Directions for this task: In the records below, the line with "and polled by" opens the range and the line with "its width. Status" closes it; print that range exactly and nothing else.

Data shown:

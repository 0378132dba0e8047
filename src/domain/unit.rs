//! Units: runnable components taking part in status aggregation

use std::any::type_name;
use std::cell::RefCell;
use std::rc::Rc;

use crate::domain::error::{AbsorbError, UnitError};
use crate::domain::status::{self, StatusWidth};

/// Shared handle to a unit. Units are configured by commands and polled by
/// their parents, all on one thread.
pub type UnitRef = Rc<RefCell<dyn Unit>>;

/// Failure escaping a unit's `run`.
pub type RunError = Box<dyn std::error::Error + Send + Sync>;

pub type RunResult = Result<(), RunError>;

/// A runnable component with a local status and zero or more dependencies.
///
/// Implementors provide `run`, their local status and its width. Status
/// aggregation over the dependency tree comes for free; opaque units that
/// compute their code some other way override [`Unit::status_code`].
pub trait Unit {
    /// Perform the unit's work. Called at most once per process.
    fn run(&mut self) -> RunResult;

    /// Ordinal of the current local status, `None` while nothing is recorded.
    fn local_status(&self) -> Option<u32>;

    fn status_width(&self) -> StatusWidth;

    /// Dependencies in priority order. The set must not change after
    /// construction; only their internal state may.
    fn dependencies(&self) -> &[UnitRef] {
        &[]
    }

    /// Status code of this unit and its dependency tree, `0` on full success.
    fn status_code(&self) -> u32 {
        status::aggregate(self.local_status(), self.status_width(), self.dependencies())
    }

    /// Size of this unit's code space.
    fn max_status_code(&self) -> u32 {
        status::max_code(self.status_width(), self.dependencies())
    }

    /// Record a domain error in the local status.
    ///
    /// Units without an error mapping keep the default, which refuses.
    fn absorb(&mut self, error: &UnitError) -> Result<(), AbsorbError> {
        Err(AbsorbError::Unsupported {
            unit: self.name(),
            message: error.message().to_string(),
        })
    }

    /// Short name used in logs and listings.
    fn name(&self) -> String {
        short_name(type_name::<Self>()).to_string()
    }

    /// Logging namespace of the unit: the module path of its type.
    /// `None` stands for the root namespace.
    fn namespace(&self) -> Option<String> {
        module_path_of(type_name::<Self>()).map(str::to_string)
    }
}

/// Strip generic arguments from a type path.
fn base_path(type_path: &str) -> &str {
    type_path.split('<').next().unwrap_or(type_path)
}

fn short_name(type_path: &str) -> &str {
    let base = base_path(type_path);
    base.rsplit("::").next().unwrap_or(base)
}

fn module_path_of(type_path: &str) -> Option<&str> {
    base_path(type_path)
        .rsplit_once("::")
        .map(|(module, _)| module)
}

Exercise output:
/// Shared handle to a unit. Units are configured by commands and polled by
/// their parents, all on one thread.
pub type UnitRef = Rc<RefCell<dyn Unit>>;

/// Failure escaping a unit's `run`.
pub type RunError = Box<dyn std::error::Error + Send + Sync>;

pub type RunResult = Result<(), RunError>;

/// A runnable component with a local status and zero or more dependencies.
///
/// Implementors provide `run`, their local status and its width. Status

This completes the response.